The newly formed Institute of Automated Science has launched “Carl.” This was the first AI system to write academic research papers and passed a rigorous double-blind peer review process.
Carl’s research paper was accepted in a small paper track at the International Conference on Learning Expression (ICLR). Critically, these submissions were generated with minimal human involvement, and marked a new era for AI-driven scientific discoveries.
Meet Carl: “Automatic Research Scientist”
Carl represents advances in the role of AI as not only tools but as active participants in academic research. Called “automated research scientist,” Carl applies natural language models to accurately integrate academic work, hypotheses and cite them.
Importantly, Carl can read and understand published papers in seconds. Unlike human researchers, it works continuously, thus accelerating the research cycle and reducing experimental costs.
According to Autonomy, Carl “recognized, experimented, and executed new scientific hypotheses that designed and executed multiple academic papers that passed peer reviews at the workshop.”

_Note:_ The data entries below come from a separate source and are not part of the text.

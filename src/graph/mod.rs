//! Graph assembly: full and incremental builds
//!
//! Drives extraction over the eligible file set, merges per-file structures
//! into one deduplicated graph, runs the interface matcher, resolves call
//! edges against the final node set, prunes dangling edges, and emits the
//! canonical [`CodeGraph`].
//!
//! The final graph is independent of extraction order: structures merge in
//! sorted file order and every entity list is canonically sorted before the
//! graph is returned.

pub mod types;

pub use types::{CodeGraph, FileRecord, RelationshipKind, TypeRelationship};

use std::collections::{HashMap, HashSet};
use std::path::{Path, PathBuf};

use rayon::prelude::*;
use thiserror::Error;

use crate::cancel::{CancelFlag, Cancelled};
use crate::extract::{CodeStructure, ExtractError, Extractor, FunctionEntity, TypeEntity, TypeKind};
use crate::matcher;

/// Errors that abort a build
#[derive(Error, Debug)]
pub enum BuildError {
    /// Read failure on a source file (parse failures are logged and skipped)
    #[error("IO error: {0}")]
    Io(#[from] std::io::Error),
    #[error(transparent)]
    Cancelled(#[from] Cancelled),
}

/// Graph assembler
///
/// Owns the canonical graph construction. Extraction runs per file in
/// parallel; the cancellation flag is observed between files.
pub struct Assembler {
    extractor: Extractor,
    cancel: CancelFlag,
}

impl Assembler {
    pub fn new(extractor: Extractor, cancel: CancelFlag) -> Self {
        Self { extractor, cancel }
    }

    /// Build a graph from every eligible file.
    pub fn build_full(&self, root: &Path, files: &[PathBuf]) -> Result<CodeGraph, BuildError> {
        let _span = tracing::info_span!("build_full", files = files.len()).entered();
        let structures = self.extract_all(root, files)?;
        self.build_from_structures(structures)
    }

    /// Full build over pre-extracted structures (the core of
    /// [`build_full`], exposed for hosts that extract elsewhere).
    pub fn build_from_structures(
        &self,
        structures: Vec<CodeStructure>,
    ) -> Result<CodeGraph, BuildError> {
        self.cancel.check()?;
        let mut graph = merge_into(CodeGraph::default(), structures);
        finalize(&mut graph, None);
        Ok(graph)
    }

    /// Incremental rebuild.
    ///
    /// Retains previous nodes and edges from unchanged files, extracts anew
    /// from `changed`, re-runs the matcher for changed types, and prunes.
    /// An empty `previous` degrades to a full build over `all_files`.
    pub fn build_incremental(
        &self,
        root: &Path,
        previous: CodeGraph,
        changed: &[String],
        deleted: &[String],
        all_files: &[PathBuf],
    ) -> Result<CodeGraph, BuildError> {
        if previous.is_empty() {
            return self.build_full(root, all_files);
        }
        let _span = tracing::info_span!(
            "build_incremental",
            changed = changed.len(),
            deleted = deleted.len()
        )
        .entered();

        let gone: HashSet<&str> = changed
            .iter()
            .chain(deleted.iter())
            .map(|s| s.as_str())
            .collect();

        // Types that vanish with their files still count as changed so the
        // matcher clears their stale implements edges
        let mut changed_type_ids: HashSet<String> = previous
            .types
            .iter()
            .filter(|t| gone.contains(t.file.as_str()))
            .map(|t| t.id.clone())
            .collect();

        let retained = retain_unchanged(previous, &gone);

        let changed_paths: Vec<PathBuf> = changed.iter().map(PathBuf::from).collect();
        let structures = self.extract_all(root, &changed_paths)?;
        for s in &structures {
            for t in &s.types {
                changed_type_ids.insert(t.id.clone());
            }
        }

        self.cancel.check()?;
        let mut graph = merge_into(retained, structures);
        finalize(&mut graph, Some(&changed_type_ids));
        Ok(graph)
    }

    /// Extract all files in parallel; parse failures are logged and
    /// skipped, read failures abort, cancellation is observed per file.
    fn extract_all(
        &self,
        root: &Path,
        files: &[PathBuf],
    ) -> Result<Vec<CodeStructure>, BuildError> {
        let results: Vec<Result<Option<CodeStructure>, BuildError>> = files
            .par_iter()
            .map(|file| {
                self.cancel.check()?;
                match self.extractor.extract_file(root, file) {
                    Ok(s) => Ok(Some(s)),
                    Err(ExtractError::Io(e)) => Err(BuildError::Io(e)),
                    Err(e) => {
                        tracing::warn!(file = %file.display(), error = %e, "Skipping file");
                        Ok(None)
                    }
                }
            })
            .collect();

        let mut structures = Vec::with_capacity(results.len());
        for r in results {
            if let Some(s) = r? {
                structures.push(s);
            }
        }
        // Canonical merge order makes the deduplicated graph independent of
        // extraction order
        structures.sort_by(|a, b| a.file.cmp(&b.file));
        Ok(structures)
    }
}

/// Drop all entities and edges originating from removed or re-extracted files.
fn retain_unchanged(mut g: CodeGraph, gone: &HashSet<&str>) -> CodeGraph {
    g.files.retain(|path, _| !gone.contains(path.as_str()));
    g.types.retain(|t| !gone.contains(t.file.as_str()));
    g.functions.retain(|f| !gone.contains(f.file.as_str()));
    g.imports.retain(|i| !gone.contains(i.file.as_str()));
    g.calls.retain(|c| !gone.contains(c.file.as_str()));
    g.usages.retain(|u| !gone.contains(u.file.as_str()));
    g.relationships.retain(|r| !gone.contains(r.file.as_str()));
    g
}

/// Merge freshly extracted structures into a (possibly retained) graph,
/// applying the duplicate-id rule.
fn merge_into(mut graph: CodeGraph, structures: Vec<CodeStructure>) -> CodeGraph {
    let mut type_index: HashMap<String, usize> = graph
        .types
        .iter()
        .enumerate()
        .map(|(i, t)| (t.id.clone(), i))
        .collect();
    let mut func_index: HashMap<String, usize> = graph
        .functions
        .iter()
        .enumerate()
        .map(|(i, f)| (f.id.clone(), i))
        .collect();

    for s in structures {
        graph.files.insert(
            s.file.clone(),
            FileRecord {
                path: s.file.clone(),
                content: s.source,
                content_hash: s.content_hash,
                module_path: s.module_path.clone(),
                language: s.language.to_string(),
            },
        );
        graph.packages.insert(s.package.id.clone(), s.package);

        for t in s.types {
            match type_index.get(&t.id) {
                Some(&i) => {
                    if replace_duplicate(&t.id, &graph.types[i].file, &t.file) {
                        graph.types[i] = t;
                    }
                }
                None => {
                    type_index.insert(t.id.clone(), graph.types.len());
                    graph.types.push(t);
                }
            }
        }
        for f in s.functions {
            match func_index.get(&f.id) {
                Some(&i) => {
                    if replace_duplicate(&f.id, &graph.functions[i].file, &f.file) {
                        graph.functions[i] = f;
                    }
                }
                None => {
                    func_index.insert(f.id.clone(), graph.functions.len());
                    graph.functions.push(f);
                }
            }
        }
        graph.imports.extend(s.imports);
        graph.calls.extend(s.calls);
        graph.usages.extend(s.usages);
    }

    graph
}

/// Duplicate-id rule: prefer the non-test-file occurrence; when both sides
/// agree on test-ness, keep the first seen and warn.
fn replace_duplicate(id: &str, existing_file: &str, new_file: &str) -> bool {
    let existing_test = crate::is_test_file(existing_file);
    let new_test = crate::is_test_file(new_file);
    if existing_test != new_test {
        return existing_test;
    }
    tracing::warn!(
        id,
        first = existing_file,
        second = new_file,
        "Duplicate id; keeping first occurrence"
    );
    false
}

/// Shared tail of full and incremental assembly: back-link methods, run the
/// matcher, resolve call targets, prune dangling edges, and canonicalize
/// ordering. `changed_type_ids` selects the matcher's incremental mode.
fn finalize(graph: &mut CodeGraph, changed_type_ids: Option<&HashSet<String>>) {
    back_link_methods(&mut graph.types, &graph.functions);
    matcher::resolve_embeddings(&mut graph.types);

    // Embeds edges regenerate from the current type set; implements edges
    // come from the matcher (full inference, or incremental re-inference
    // seeded with the retained edge set)
    let previous = std::mem::take(&mut graph.relationships);
    let mut relationships: Vec<TypeRelationship> = graph
        .types
        .iter()
        .flat_map(|t| {
            t.embedded_types.iter().map(|to| TypeRelationship {
                from_type_id: t.id.clone(),
                to_type_id: to.clone(),
                kind: RelationshipKind::Embeds,
                file: t.file.clone(),
                line: t.start_line,
            })
        })
        .collect();
    match changed_type_ids {
        Some(changed) => {
            let retained_implements: Vec<TypeRelationship> = previous
                .into_iter()
                .filter(|r| r.kind == RelationshipKind::Implements)
                .collect();
            relationships.extend(matcher::infer_incremental(
                &graph.types,
                changed,
                retained_implements,
            ));
        }
        None => relationships.extend(matcher::infer_implementations(&graph.types)),
    }
    graph.relationships = relationships;

    resolve_calls(graph);
    prune_dangling(graph);
    canonical_sort(graph);
}

/// Rebuild struct/alias method lists from the deduplicated function set.
///
/// The extractor back-links within one file; this pass covers methods
/// declared in a different file than their receiver and clears methods
/// whose declarations left the graph.
fn back_link_methods(types: &mut [TypeEntity], functions: &[FunctionEntity]) {
    let mut by_id: HashMap<String, usize> = HashMap::new();
    for (i, t) in types.iter_mut().enumerate() {
        if t.kind != TypeKind::Interface {
            t.methods.clear();
        }
        by_id.insert(t.id.clone(), i);
    }

    let mut links: Vec<(&str, &FunctionEntity)> = functions
        .iter()
        .filter_map(|f| f.receiver_type_id.as_deref().map(|rid| (rid, f)))
        .collect();
    links.sort_by(|a, b| a.1.id.cmp(&b.1.id));

    for (rid, f) in links {
        if let Some(&i) = by_id.get(rid) {
            if types[i].kind == TypeKind::Interface {
                continue;
            }
            let sig = f.signature();
            if !types[i].methods.contains(&sig) {
                types[i].methods.push(sig);
            }
        }
    }
}

/// Match `callee_name` against the final function-id set.
///
/// Bare-identifier calls carry `{package}.{name}` callee names, which is
/// exactly the free-function id scheme; anything else stays unresolved and
/// is absorbed by name matching at query time.
fn resolve_calls(graph: &mut CodeGraph) {
    let ids: HashSet<&str> = graph.functions.iter().map(|f| f.id.as_str()).collect();
    for call in &mut graph.calls {
        call.callee_id = if ids.contains(call.callee_name.as_str()) {
            Some(call.callee_name.clone())
        } else {
            None
        };
    }
}

/// Drop edges with absent endpoints. `implements` targets may live outside
/// the snapshot and are exempt from the `to` check.
fn prune_dangling(graph: &mut CodeGraph) {
    let type_ids: HashSet<String> = graph.types.iter().map(|t| t.id.clone()).collect();
    let func_ids: HashSet<String> = graph.functions.iter().map(|f| f.id.clone()).collect();

    graph.calls.retain(|c| func_ids.contains(&c.caller_id));
    graph.relationships.retain(|r| {
        if !type_ids.contains(&r.from_type_id) {
            return false;
        }
        match r.kind {
            RelationshipKind::Implements => true,
            RelationshipKind::Embeds => type_ids.contains(&r.to_type_id),
        }
    });
    graph.usages.retain(|u| {
        (func_ids.contains(&u.from_id) || type_ids.contains(&u.from_id))
            && type_ids.contains(&u.to_type)
    });
    graph
        .imports
        .retain(|i| graph.files.contains_key(&i.file));
    // A package survives while any of its files does
    let live_modules: HashSet<&str> = graph
        .files
        .values()
        .map(|f| f.module_path.as_str())
        .collect();
    graph.packages.retain(|id, _| live_modules.contains(id.as_str()));
}

/// Deterministic entity ordering, independent of build path.
fn canonical_sort(graph: &mut CodeGraph) {
    graph.types.sort_by(|a, b| a.id.cmp(&b.id));
    graph.functions.sort_by(|a, b| a.id.cmp(&b.id));
    graph
        .imports
        .sort_by(|a, b| (&a.file, a.line, &a.import_path).cmp(&(&b.file, b.line, &b.import_path)));
    graph.calls.sort_by(|a, b| {
        (&a.caller_id, &a.file, a.line, a.column, &a.callee_name).cmp(&(
            &b.caller_id,
            &b.file,
            b.line,
            b.column,
            &b.callee_name,
        ))
    });
    graph.relationships.sort_by(|a, b| {
        (&a.from_type_id, &a.to_type_id, a.kind.as_str()).cmp(&(
            &b.from_type_id,
            &b.to_type_id,
            b.kind.as_str(),
        ))
    });
    graph.usages.sort_by(|a, b| {
        (&a.from_id, &a.to_type, a.context.as_str(), a.line).cmp(&(
            &b.from_id,
            &b.to_type,
            b.context.as_str(),
            b.line,
        ))
    });
}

This highlights the possibility that AI not only complements human research, but also outweighs speed and efficiency in many ways.
Carl is a meticulous worker, but human involvement is still essential
Curl’s ability to generate high-quality academic work is built on a three-stage process.
Formation of ideas and hypotheses: Using existing research, CARL identifies potential research directions and generates hypotheses. That deep understanding of the relevant literature allows us to develop new ideas in the field of AI. Experiment: CARL writes code, tests hypotheses, and visualizes the resulting data via detailed numbers. That tireless operation reduces iteration times and reduces redundant tasks. Presentation: Finally, Carl summarises his findings into sophisticated academic papers. Visualize your data and achieve clear and clear conclusions.
Carl’s capabilities are largely independent, but workflows require human involvement to adhere to calculation, formatting, and ethical standards.
Green Light Research Procedure: To avoid wasting computational resources, human reviewers provide a “continue” or “stop” signal at specific stages of the curl process. This guidance will lead the project to a more efficient project, but it does not affect the details of the research itself. Citations and Format: The Automated Science Team ensures that all references are correctly cited and formatted to meet academic standards. Currently, this is a manual step, but it ensures that the research is consistent with the expectations of the publishing venue. Supporting Pre-API Models: CARLs occasionally rely on new OpenAI and deep research models that lack automatic accessibility APIs. In such cases, manual interventions such as copy pasting output fill these gaps. Autoscience hopes that these tasks will be fully automated in the future when APIs become available.
In Carl’s debut paper, the human team also created a “Related Works” section, which also helped refine the language. However, these tasks were not required following any updates applied prior to subsequent submissions.
A rigorous verification process for academic integrity
Before submitting the survey, the autonomous team undertook a rigorous verification process to ensure that CARL work meets the highest standards of academic integrity.
Reproducibility: Every line of Carl’s code was reviewed and the experiment was rerun to check for reproducibility. This ensured that the findings were scientifically valid and not accidental anomalies. Originality Check: Autoscience conducted extensive and innovative reviews to ensure that CARL ideas are not versions of existing publications, but new contributions to the field. External Verification: Hackathons, involving researchers from prominent academic institutions such as MIT, Stanford University and UC Berkeley, independently examined Carl’s work. Further plagiarism and citation checks were performed to ensure compliance with academic norms.
It may not be denied, but raises a bigger question
Achieving acceptance in a respected workshop like ICLR is an important milestone, but self-science recognizes the larger conversations that this milestone can cause. Carl’s success raises larger philosophical and logistical questions about the role of AI in the academic environment.
“We believe that legitimate results should be added to the public knowledge base regardless of where they came from,” Self-Science explained. “If a research meets scientific criteria set by the academic community, what it creates should not lead to automatic disqualification.”
“However, transparent science requires proper attribution, and we believe that work purely generated by AI systems is identifiable from those produced by humans.”
Given the novelty of autonomous AI researchers like CARL, conference organizers may need time to establish new guidelines that explain this new paradigm, particularly to ensure fair assessments and intellectual attribution standards. To prevent unnecessary controversy now, Autoscience has withdrawn Carl’s paper from the ICLR workshop while these frameworks were being devised.
Advanced automatic science aims to contribute to the formation of these evolving standards. The company plans to propose a dedicated workshop at Neurips 2025 to formally respond to research submissions from the autonomous research system.
As the narratives surrounding AI-generated research unfold, it is clear that systems like CARL are not just tools, but collaborators who pursue knowledge. However, as these systems go beyond typical boundaries, the academic community must adapt to fully embrace this new paradigm, while protecting integrity, transparency and proper attribution.